**Action item:** Output the records in full, exactly as given.

**Information provided:**
Segment Open

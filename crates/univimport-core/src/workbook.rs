//! Spreadsheet workbook reading.

use std::path::Path;

use calamine::{open_workbook_auto, Data, Range, Reader};
use tracing::debug;

use crate::error::WorkbookError;
use crate::models::Cell;

/// A headerless grid of cells, rows anchored at A1.
pub type Grid = Vec<Vec<Cell>>;

/// A named sheet with its cells.
#[derive(Debug, Clone)]
pub struct Sheet {
    pub name: String,
    pub rows: Grid,
}

impl From<&Data> for Cell {
    fn from(data: &Data) -> Self {
        match data {
            Data::Empty => Cell::Empty,
            Data::String(s) => Cell::Text(s.clone()),
            Data::Int(i) => Cell::Int(*i),
            Data::Float(f) => Cell::Float(*f),
            Data::Bool(b) => Cell::Bool(*b),
            Data::DateTime(dt) => Cell::DateTime(dt.as_f64()),
            Data::DateTimeIso(s) | Data::DurationIso(s) => Cell::Text(s.clone()),
            Data::Error(e) => Cell::Error(format!("{:?}", e)),
        }
    }
}

/// Read every sheet of a workbook, in workbook order.
pub fn read_sheets(path: &Path) -> Result<Vec<Sheet>, WorkbookError> {
    let mut workbook = open_workbook_auto(path).map_err(|source| WorkbookError::Open {
        path: path.to_path_buf(),
        source,
    })?;

    let mut sheets = Vec::new();
    for name in workbook.sheet_names() {
        let range = workbook
            .worksheet_range(&name)
            .map_err(|source| WorkbookError::Sheet {
                sheet: name.clone(),
                source,
            })?;

        let rows = range_to_grid(&range);
        debug!("Read sheet '{}' with {} rows", name, rows.len());
        sheets.push(Sheet { name, rows });
    }

    Ok(sheets)
}

/// Read the first sheet of a workbook.
pub fn read_first_sheet(path: &Path) -> Result<Sheet, WorkbookError> {
    let mut workbook = open_workbook_auto(path).map_err(|source| WorkbookError::Open {
        path: path.to_path_buf(),
        source,
    })?;

    let name = workbook
        .sheet_names()
        .first()
        .cloned()
        .ok_or_else(|| WorkbookError::NoSheets(path.to_path_buf()))?;

    let range = workbook
        .worksheet_range(&name)
        .map_err(|source| WorkbookError::Sheet {
            sheet: name.clone(),
            source,
        })?;

    Ok(Sheet {
        rows: range_to_grid(&range),
        name,
    })
}

/// Convert a used range into a grid whose column 0 is spreadsheet column A.
///
/// A used range starts at its first non-empty cell; the leading columns are
/// padded back so that fixed column offsets stay valid.
pub fn range_to_grid(range: &Range<Data>) -> Grid {
    let leading = range.start().map(|(_, col)| col as usize).unwrap_or(0);

    range
        .rows()
        .map(|row| {
            std::iter::repeat_n(Cell::Empty, leading)
                .chain(row.iter().map(Cell::from))
                .collect()
        })
        .collect()
}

Segment Closed

**Written solution:**
filename crates/univimport-core/src/workbook.rs
//! Spreadsheet workbook reading.

use std::path::Path;

use calamine::{open_workbook_auto, Data, Range, Reader};
use tracing::debug;

use crate::error::WorkbookError;
use crate::models::Cell;

/// A headerless grid of cells, rows anchored at A1.
pub type Grid = Vec<Vec<Cell>>;

/// A named sheet with its cells.
#[derive(Debug, Clone)]
pub struct Sheet {
    pub name: String,
    pub rows: Grid,
}

impl From<&Data> for Cell {
    fn from(data: &Data) -> Self {
        match data {
            Data::Empty => Cell::Empty,
            Data::String(s) => Cell::Text(s.clone()),
            Data::Int(i) => Cell::Int(*i),
            Data::Float(f) => Cell::Float(*f),
            Data::Bool(b) => Cell::Bool(*b),
            Data::DateTime(dt) => Cell::DateTime(dt.as_f64()),
            Data::DateTimeIso(s) | Data::DurationIso(s) => Cell::Text(s.clone()),
            Data::Error(e) => Cell::Error(format!("{:?}", e)),
        }
    }
}

/// Read every sheet of a workbook, in workbook order.
pub fn read_sheets(path: &Path) -> Result<Vec<Sheet>, WorkbookError> {
    let mut workbook = open_workbook_auto(path).map_err(|source| WorkbookError::Open {
        path: path.to_path_buf(),
        source,
    })?;

    let mut sheets = Vec::new();
    for name in workbook.sheet_names() {
        let range = workbook
            .worksheet_range(&name)
            .map_err(|source| WorkbookError::Sheet {
                sheet: name.clone(),
                source,
            })?;

        let rows = range_to_grid(&range);
        debug!("Read sheet '{}' with {} rows", name, rows.len());
        sheets.push(Sheet { name, rows });
    }

    Ok(sheets)
}

/// Read the first sheet of a workbook.
pub fn read_first_sheet(path: &Path) -> Result<Sheet, WorkbookError> {
    let mut workbook = open_workbook_auto(path).map_err(|source| WorkbookError::Open {
        path: path.to_path_buf(),
        source,
    })?;

    let name = workbook
        .sheet_names()
        .first()
        .cloned()
        .ok_or_else(|| WorkbookError::NoSheets(path.to_path_buf()))?;

    let range = workbook
        .worksheet_range(&name)
        .map_err(|source| WorkbookError::Sheet {
            sheet: name.clone(),
            source,
        })?;

    Ok(Sheet {
        rows: range_to_grid(&range),
        name,
    })
}

/// Convert a used range into a grid whose column 0 is spreadsheet column A.
///
/// A used range starts at its first non-empty cell; the leading columns are
/// padded back so that fixed column offsets stay valid.
pub fn range_to_grid(range: &Range<Data>) -> Grid {
    let leading = range.start().map(|(_, col)| col as usize).unwrap_or(0);

    range
        .rows()
        .map(|row| {
            std::iter::repeat_n(Cell::Empty, leading)
                .chain(row.iter().map(Cell::from))
                .collect()
        })
        .collect()
}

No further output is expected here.